For example, I have 3 cycles of Mahler symphonies, by Boulez, Abravanel, and Bernstein; so for me, Mahler symphonies are "old," since I am familiar with them, but each new performance/conductor I get is "new," so my latest Mahler purchase is "new old music."

As the thread title is _"New" vs "Old" Music,_ this principle and particular use of the terms "new and "old" demonstrates a fundamental characteristic of classical music.

In classical, a _score_ is used as the "blueprint" or software to generate a performance. This performance can be recorded "live," as a performance, or recorded in a studio as a recording, both of which can be converted into a concrete "artifact" of the performance/recording, as a vinyl LP record, compact disc, or music file.

With popular music, this same procedure is _possible_ if the "song" or composition has been written-down as such; this applies to "old standards" like the Great American Songbooks of Gershwin, Rodgers & Hammerstein, Cole Porter, etc.

However, in popular music more emphasis is placed on the artist's performance or the particular issue of the "artifact," especially if the record or CD becomes a "hit;" then that particular performance becomes the "definitive artifact" and supercedes the "blueprint" of the song.

This is especially true of very popular artists, such as Elvis Presley; we consider his performance, captured as a master take recording, as the "definitive" version, by which all other "new" versions would pale by comparison. 

The song "Hound Dog" itself will probably not survive or be discussed as a "composition" unto itself apart from Elvis' iconic performance of it; perhaps experts and historians will venerate Big Mama Thornton's recording of it, since she wrote & recorded it first, before inspiring Presley, but this is an exception.

In this way, we see a fundamental difference emerging; _popular music_ is usually more concerned with human gesture and performance factors, unique and identifiable voice quality, and performance gestures that many times overshadow the "constant" elements of the composition.

In classical music, the "composition" is considered to be "iconic" blueprint, a kind of "definitive prototype" or "Platonic ideal" which conveys, in written form, the musical information to the performers.

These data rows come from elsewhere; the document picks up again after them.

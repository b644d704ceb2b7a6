//! Cross-device data transfer and its process-wide registry.
//!
//! Transfers are looked up by (source domain, destination domain); a missing
//! entry means no copy path is configured between the two domains, which the
//! format converter surfaces to its caller as a configuration error.

use std::sync::Arc;

use anyhow::{anyhow, Result};
use dashmap::DashMap;
use kern_core::{
    DataTransfer, Device, DeviceKind, SparseFormat, SparseTensor, Tensor, TensorData,
};
use tracing::debug;

/// Registry of data-transfer implementations keyed by domain pair.
#[derive(Default)]
pub struct DataTransferRegistry {
    transfers: DashMap<(DeviceKind, DeviceKind), Arc<dyn DataTransfer>>,
}

impl DataTransferRegistry {
    /// Create an empty registry.
    pub fn new() -> Self {
        Self::default()
    }

    /// Register a transfer for the (src, dst) domain pair.
    pub fn register(
        &self,
        src: DeviceKind,
        dst: DeviceKind,
        transfer: Arc<dyn DataTransfer>,
    ) -> Result<()> {
        if self.transfers.contains_key(&(src, dst)) {
            return Err(anyhow!(
                "data transfer for {:?} -> {:?} is already registered",
                src,
                dst
            ));
        }
        self.transfers.insert((src, dst), transfer);
        debug!("Registered data transfer {:?} -> {:?}", src, dst);
        Ok(())
    }

    /// Look up the transfer for a domain pair, if one is registered.
    pub fn find(&self, src: DeviceKind, dst: DeviceKind) -> Option<Arc<dyn DataTransfer>> {
        self.transfers.get(&(src, dst)).map(|t| t.clone())
    }
}

fn retag_dense(src: &Tensor, dst_device: Device) -> Result<Tensor> {
    match src.data() {
        TensorData::Bytes(bytes) => Ok(Tensor::from_bytes(
            src.dtype(),
            src.shape().to_vec(),
            dst_device,
            bytes.clone(),
        )?),
        TensorData::Strings(strings) => {
            if !dst_device.is_cpu() {
                return Err(anyhow!(
                    "string tensors cannot be copied to non-host device {}",
                    dst_device
                ));
            }
            Ok(Tensor::from_strings(
                src.shape().to_vec(),
                strings.clone(),
            )?)
        }
    }
}

fn retag_sparse(src: &SparseTensor, dst_device: Device) -> Result<SparseTensor> {
    if src.is_string() && !dst_device.is_cpu() {
        return Err(anyhow!(
            "string sparse tensors cannot be copied to non-host device {}",
            dst_device
        ));
    }
    let out = match src.format() {
        SparseFormat::Coo => {
            let view = src.as_coo()?;
            SparseTensor::new_coo(
                src.dtype(),
                src.dense_shape().to_vec(),
                dst_device,
                src.values().clone(),
                view.indices.to_vec(),
                view.linear,
            )?
        }
        SparseFormat::Csr => {
            let view = src.as_csr()?;
            SparseTensor::new_csr(
                src.dtype(),
                src.dense_shape().to_vec(),
                dst_device,
                src.values().clone(),
                view.inner.to_vec(),
                view.outer.to_vec(),
            )?
        }
    };
    Ok(out)
}

/// Host-to-host copy: a straight clone of values and indices.
pub struct HostDataTransfer;

impl DataTransfer for HostDataTransfer {
    fn can_copy(&self, src: DeviceKind, dst: DeviceKind) -> bool {
        src == DeviceKind::Cpu && dst == DeviceKind::Cpu
    }

    fn copy_tensor(&self, src: &Tensor, dst_device: Device) -> Result<Tensor> {
        retag_dense(src, dst_device)
    }

    fn copy_sparse_tensor(&self, src: &SparseTensor, dst_device: Device) -> Result<SparseTensor> {
        retag_sparse(src, dst_device)
    }
}

/// Transfers between the host and the emulated GPU domain.
///
/// The emulated device stores its memory in host shadows, so a copy is a
/// clone plus a residency retag; a real accelerator backend would replace
/// this with DMA staging.
pub struct GpuDataTransfer;

impl DataTransfer for GpuDataTransfer {
    fn can_copy(&self, src: DeviceKind, dst: DeviceKind) -> bool {
        src == DeviceKind::Gpu || dst == DeviceKind::Gpu
    }

    fn copy_tensor(&self, src: &Tensor, dst_device: Device) -> Result<Tensor> {
        debug!(
            "Copying {} bytes {} -> {}",
            src.size_in_bytes(),
            src.device(),
            dst_device
        );
        retag_dense(src, dst_device)
    }

    fn copy_sparse_tensor(&self, src: &SparseTensor, dst_device: Device) -> Result<SparseTensor> {
        debug!(
            "Copying sparse tensor ({} values) {} -> {}",
            src.nnz(),
            src.device(),
            dst_device
        );
        retag_sparse(src, dst_device)
    }
}
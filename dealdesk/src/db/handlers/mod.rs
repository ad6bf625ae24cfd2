//! Repository implementations for database access.
//!
//! Each repository wraps a SQLx connection or transaction and provides strongly-typed
//! operations for one table, returning models from [`crate::db::models`].
//!
//! - [`Categories`]: Offer categories
//! - [`Merchants`]: Merchants, with substring search on name
//! - [`Offers`]: Offers, with active-only listing, title search and merchant joins
//!
//! ```ignore
//! use dealdesk::db::handlers::{Merchants, Repository, merchants::MerchantFilter};
//!
//! async fn example(pool: &sqlx::PgPool) -> Result<(), Box<dyn std::error::Error>> {
//!     let mut conn = pool.acquire().await?;
//!     let mut repo = Merchants::new(&mut conn);
//!     let merchants = repo.list(&MerchantFilter::new().with_search("shoe".to_string())).await?;
//!     Ok(())
//! }
//! ```

pub mod categories;
pub mod merchants;
pub mod offers;
pub mod repository;

pub use categories::Categories;
pub use merchants::Merchants;
pub use offers::Offers;
pub use repository::Repository;

/// Build a `LIKE` pattern matching any value that contains `needle`.
///
/// `%`, `_` and `\` in the needle are escaped so they match literally. Queries using the
/// pattern must keep the default `\` escape character.
pub(crate) fn contains_pattern(needle: &str) -> String {
    let mut pattern = String::with_capacity(needle.len() + 2);
    pattern.push('%');
    for c in needle.chars() {
        if matches!(c, '%' | '_' | '\\') {
            pattern.push('\\');
        }
        pattern.push(c);
    }
    pattern.push('%');
    pattern
}
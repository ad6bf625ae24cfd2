//! Test helpers for building apps and catalogue fixtures.

use crate::config::{Config, DatabaseConfig, PoolSettings};
use crate::db::handlers::{Categories, Merchants, Offers, Repository};
use crate::db::models::{
    categories::{CategoryCreateDBRequest, CategoryDBResponse},
    merchants::{MerchantCreateDBRequest, MerchantDBResponse},
    offers::{OfferCreateDBRequest, OfferDBResponse},
};
use crate::types::MerchantId;
use axum_test::TestServer;
use chrono::{DateTime, Utc};
use sqlx::PgPool;

pub async fn create_test_app(pool: PgPool) -> (TestServer, Config) {
    create_test_app_with_config(pool, create_test_config()).await
}

pub async fn create_test_app_with_config(pool: PgPool, config: Config) -> (TestServer, Config) {
    let app = crate::Application::new_with_pool(config.clone(), pool)
        .await
        .expect("Failed to create application");

    (app.into_test_server(), config)
}

pub fn create_test_config() -> Config {
    Config {
        database: DatabaseConfig::External {
            // Tests hand in their own pool
            url: "postgres://localhost/dealdesk_test".to_string(),
            pool: PoolSettings {
                max_connections: 2,
                ..Default::default()
            },
        },
        host: "127.0.0.1".to_string(),
        port: 0,
        ..Default::default()
    }
}

pub async fn create_test_category(pool: &PgPool, name: &str) -> CategoryDBResponse {
    let mut conn = pool.acquire().await.expect("Failed to acquire connection");
    Categories::new(&mut conn)
        .create(&CategoryCreateDBRequest::builder().name(name.to_string()).build())
        .await
        .expect("Failed to create test category")
}

pub async fn create_test_merchant(pool: &PgPool, name: &str) -> MerchantDBResponse {
    let mut conn = pool.acquire().await.expect("Failed to acquire connection");
    let request = MerchantCreateDBRequest::builder()
        .name(name.to_string())
        .website_url(format!("https://{}.example", name.to_lowercase().replace(' ', "-")))
        .build();
    Merchants::new(&mut conn)
        .create(&request)
        .await
        .expect("Failed to create test merchant")
}

pub async fn create_test_offer(
    pool: &PgPool,
    merchant_id: MerchantId,
    title: &str,
    is_active: bool,
    created_at: DateTime<Utc>,
) -> OfferDBResponse {
    let mut conn = pool.acquire().await.expect("Failed to acquire connection");
    let request = OfferCreateDBRequest::builder()
        .title(title.to_string())
        .merchant_id(merchant_id)
        .is_active(is_active)
        .created_at(created_at)
        .build();
    Offers::new(&mut conn).create(&request).await.expect("Failed to create test offer")
}
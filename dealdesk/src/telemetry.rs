//! Tracing setup: console logging, with optional OpenTelemetry export.
//!
//! Log verbosity follows `RUST_LOG` (default `info`). OTLP export is off unless the
//! `enable_otel_export` config flag is set, in which case the exporter reads the standard
//! OpenTelemetry environment variables:
//!
//! - `OTEL_EXPORTER_OTLP_ENDPOINT` - collector URL (default `http://localhost:4318`)
//! - `OTEL_EXPORTER_OTLP_PROTOCOL` - `http/protobuf` (default) or `http/json`
//! - `OTEL_EXPORTER_OTLP_HEADERS` - comma-separated `key=value` pairs; `%20` decodes to a space
//! - `OTEL_SERVICE_NAME` - reported service name (default `dealdesk`)
//!
//! ```bash
//! export OTEL_EXPORTER_OTLP_ENDPOINT="https://otlp-gateway.example.com/otlp"
//! export OTEL_EXPORTER_OTLP_HEADERS="Authorization=Basic%20<token>"
//! DEALDESK_ENABLE_OTEL_EXPORT=true dealdesk
//! ```

use opentelemetry::KeyValue;
use opentelemetry::trace::TracerProvider as _;
use opentelemetry_otlp::{Protocol, WithExportConfig, WithHttpConfig};
use opentelemetry_sdk::trace::SdkTracerProvider;
use std::collections::HashMap;
use std::sync::OnceLock;
use tracing::info;
use tracing_subscriber::EnvFilter;
use tracing_subscriber::layer::SubscriberExt;
use tracing_subscriber::util::SubscriberInitExt;

const DEFAULT_SERVICE_NAME: &str = "dealdesk";
const DEFAULT_OTLP_ENDPOINT: &str = "http://localhost:4318";

/// Kept so pending spans can be flushed on shutdown; `tracing-opentelemetry` only holds the tracer.
static TRACER_PROVIDER: OnceLock<SdkTracerProvider> = OnceLock::new();

/// Install the global tracing subscriber.
///
/// If OTLP export is requested but the exporter cannot be built, logging still comes up and the
/// failure is reported once the subscriber is live.
pub fn init_telemetry(enable_otel_export: bool) -> anyhow::Result<()> {
    let env_filter = EnvFilter::try_from_default_env().unwrap_or_else(|_| EnvFilter::new("info"));
    let registry = tracing_subscriber::registry().with(env_filter).with(tracing_subscriber::fmt::layer());

    if !enable_otel_export {
        registry.try_init()?;
        info!("Telemetry initialized (OTLP export disabled)");
        return Ok(());
    }

    match create_otlp_tracer() {
        Ok(tracer) => {
            registry.with(tracing_opentelemetry::layer().with_tracer(tracer)).try_init()?;
            info!("Telemetry initialized with OTLP export enabled");
        }
        Err(e) => {
            registry.try_init()?;
            tracing::warn!("Telemetry initialized without OTLP export: {e:#}");
        }
    }

    Ok(())
}

/// Parse `OTEL_EXPORTER_OTLP_HEADERS`-style `key=value,key=value` pairs
fn parse_otlp_headers(raw: &str) -> HashMap<String, String> {
    raw.replace("%20", " ")
        .split(',')
        .filter_map(|pair| pair.split_once('='))
        .map(|(key, value)| (key.trim().to_string(), value.trim().to_string()))
        .filter(|(key, _)| !key.is_empty())
        .collect()
}

fn otlp_protocol(raw: Option<&str>) -> Protocol {
    match raw {
        Some("http/json") => Protocol::HttpJson,
        _ => Protocol::HttpBinary,
    }
}

fn create_otlp_tracer() -> anyhow::Result<opentelemetry_sdk::trace::Tracer> {
    let service_name = std::env::var("OTEL_SERVICE_NAME").unwrap_or_else(|_| DEFAULT_SERVICE_NAME.to_string());
    let endpoint = std::env::var("OTEL_EXPORTER_OTLP_ENDPOINT").unwrap_or_else(|_| DEFAULT_OTLP_ENDPOINT.to_string());
    let headers = std::env::var("OTEL_EXPORTER_OTLP_HEADERS")
        .map(|raw| parse_otlp_headers(&raw))
        .unwrap_or_default();
    let protocol = otlp_protocol(std::env::var("OTEL_EXPORTER_OTLP_PROTOCOL").ok().as_deref());

    // The subscriber isn't installed yet, so this goes straight to stderr
    eprintln!(
        "[OTLP] service={service_name} endpoint={endpoint} headers={}",
        headers.len()
    );

    let exporter = opentelemetry_otlp::SpanExporter::builder()
        .with_http()
        .with_endpoint(&endpoint)
        .with_protocol(protocol)
        .with_headers(headers)
        .build()?;

    let tracer_provider = SdkTracerProvider::builder()
        .with_batch_exporter(exporter)
        .with_resource(
            opentelemetry_sdk::Resource::builder()
                .with_attribute(KeyValue::new("service.name", service_name.clone()))
                .build(),
        )
        .build();

    let tracer = tracer_provider.tracer(service_name);
    let _ = TRACER_PROVIDER.set(tracer_provider);

    Ok(tracer)
}

/// Flush and shut down the OTLP exporter, if one was started
pub fn shutdown_telemetry() {
    if let Some(provider) = TRACER_PROVIDER.get()
        && let Err(e) = provider.shutdown()
    {
        tracing::error!("Failed to shutdown tracer provider: {}", e);
    }
}
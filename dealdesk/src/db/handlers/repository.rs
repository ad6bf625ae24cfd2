//! Base repository trait for database operations.
//!
//! A repository is the data access layer for one postgres table. Each repository wraps a
//! connection (or transaction) and returns the models from [`crate::db::models`].

use crate::db::errors::Result;

/// Base repository trait providing common database operations
#[async_trait::async_trait]
pub trait Repository {
    /// The request type for creating entities
    type CreateRequest;

    /// The response/DTO type returned by operations
    type Response;

    /// The identifier type for lookups
    type Id: Send + Sync;

    /// The filter type for list operations
    type Filter: Send + Sync;

    /// Create a new entity
    async fn create(&mut self, request: &Self::CreateRequest) -> Result<Self::Response>;

    /// Get an entity by ID
    async fn get_by_id(&mut self, id: Self::Id) -> Result<Option<Self::Response>>;

    /// List entities matching the filter
    async fn list(&mut self, filter: &Self::Filter) -> Result<Vec<Self::Response>>;
}
//! Database models for offers.

use crate::db::models::merchants::MerchantDBResponse;
use crate::types::{CategoryId, MerchantId, OfferId};
use bon::Builder;
use chrono::{DateTime, Utc};

/// Database request for creating a new offer
#[derive(Debug, Clone, Builder)]
pub struct OfferCreateDBRequest {
    pub title: String,
    pub description: Option<String>,
    pub merchant_id: MerchantId,
    pub category_id: Option<CategoryId>,
    #[builder(default = true)]
    pub is_active: bool,
    /// Creation time override; the database default (`NOW()`) is used when unset
    pub created_at: Option<DateTime<Utc>>,
}

/// Database response for an offer
#[derive(Debug, Clone)]
pub struct OfferDBResponse {
    pub id: OfferId,
    pub title: String,
    pub description: Option<String>,
    pub merchant_id: MerchantId,
    pub category_id: Option<CategoryId>,
    pub is_active: bool,
    pub created_at: DateTime<Utc>,
}

/// An offer together with the merchant that publishes it
#[derive(Debug, Clone)]
pub struct OfferWithMerchantDBResponse {
    pub offer: OfferDBResponse,
    pub merchant: MerchantDBResponse,
}
//! API response models for offers.

use super::merchants::MerchantResponse;
use crate::db::models::offers::{OfferDBResponse, OfferWithMerchantDBResponse};
use crate::types::{CategoryId, MerchantId, OfferId};
use chrono::{DateTime, Utc};
use serde::{Deserialize, Serialize};
use utoipa::ToSchema;

/// An offer published by a merchant.
#[derive(Debug, Clone, Serialize, Deserialize, ToSchema)]
#[serde(rename_all = "camelCase")]
pub struct OfferResponse {
    #[schema(value_type = String, format = "uuid")]
    pub id: OfferId,
    #[schema(example = "20% off trail shoes")]
    pub title: String,
    pub description: Option<String>,
    #[schema(value_type = String, format = "uuid")]
    pub merchant_id: MerchantId,
    #[schema(value_type = Option<String>, format = "uuid")]
    pub category_id: Option<CategoryId>,
    pub is_active: bool,
    pub created_at: DateTime<Utc>,
    /// The publishing merchant (included by the offer listing and detail endpoints, omitted
    /// from search results)
    #[serde(skip_serializing_if = "Option::is_none")]
    pub merchant: Option<MerchantResponse>,
}

impl OfferResponse {
    pub fn with_merchant(mut self, merchant: MerchantResponse) -> Self {
        self.merchant = Some(merchant);
        self
    }
}

impl From<OfferDBResponse> for OfferResponse {
    fn from(db: OfferDBResponse) -> Self {
        Self {
            id: db.id,
            title: db.title,
            description: db.description,
            merchant_id: db.merchant_id,
            category_id: db.category_id,
            is_active: db.is_active,
            created_at: db.created_at,
            merchant: None,
        }
    }
}

impl From<OfferWithMerchantDBResponse> for OfferResponse {
    fn from(db: OfferWithMerchantDBResponse) -> Self {
        OfferResponse::from(db.offer).with_merchant(MerchantResponse::from(db.merchant))
    }
}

The composition or song is the "DNA" which conveys its unique information, which remains as a "constant" throughout numerous versions of its realization.

Of course, in this day and age of recording and music reproduction, hardly any performance escapes being recorded and thus becoming an "artifact," so even in CM there are certain "hits" which fans consider to be definitive versions, but rarely does a CM performer "own" a composition, because to the CM fan, the composer is given special veneration, because of the _musical ideas conveyed._

Glenn Gould's Goldbergs come to mind, but this can be disputed, as _performances and recordings will always be superceded by classical music's hierarchy of the composer, as conveyor of ideas, being on top;_ rather than popular music's venerated artists at the top of their hierarchy. It's a different hierarchical structure. Still, Glenn Gould scored a "hit" with his 1955 recording, thus showing that even CM has been affected by mass-media.

So for the CM fan, the composer is given special veneration, because of the _musical ideas conveyed;_ a composer's work is like a biological strain of DNA which, like the Immaculate Conception or "virgin birth" is conveyed again and again, to be born anew in a slightly different, but essentially constant, form. This is "the old" becoming "new," in a never-ending cycle of rebirth and re-manifestation.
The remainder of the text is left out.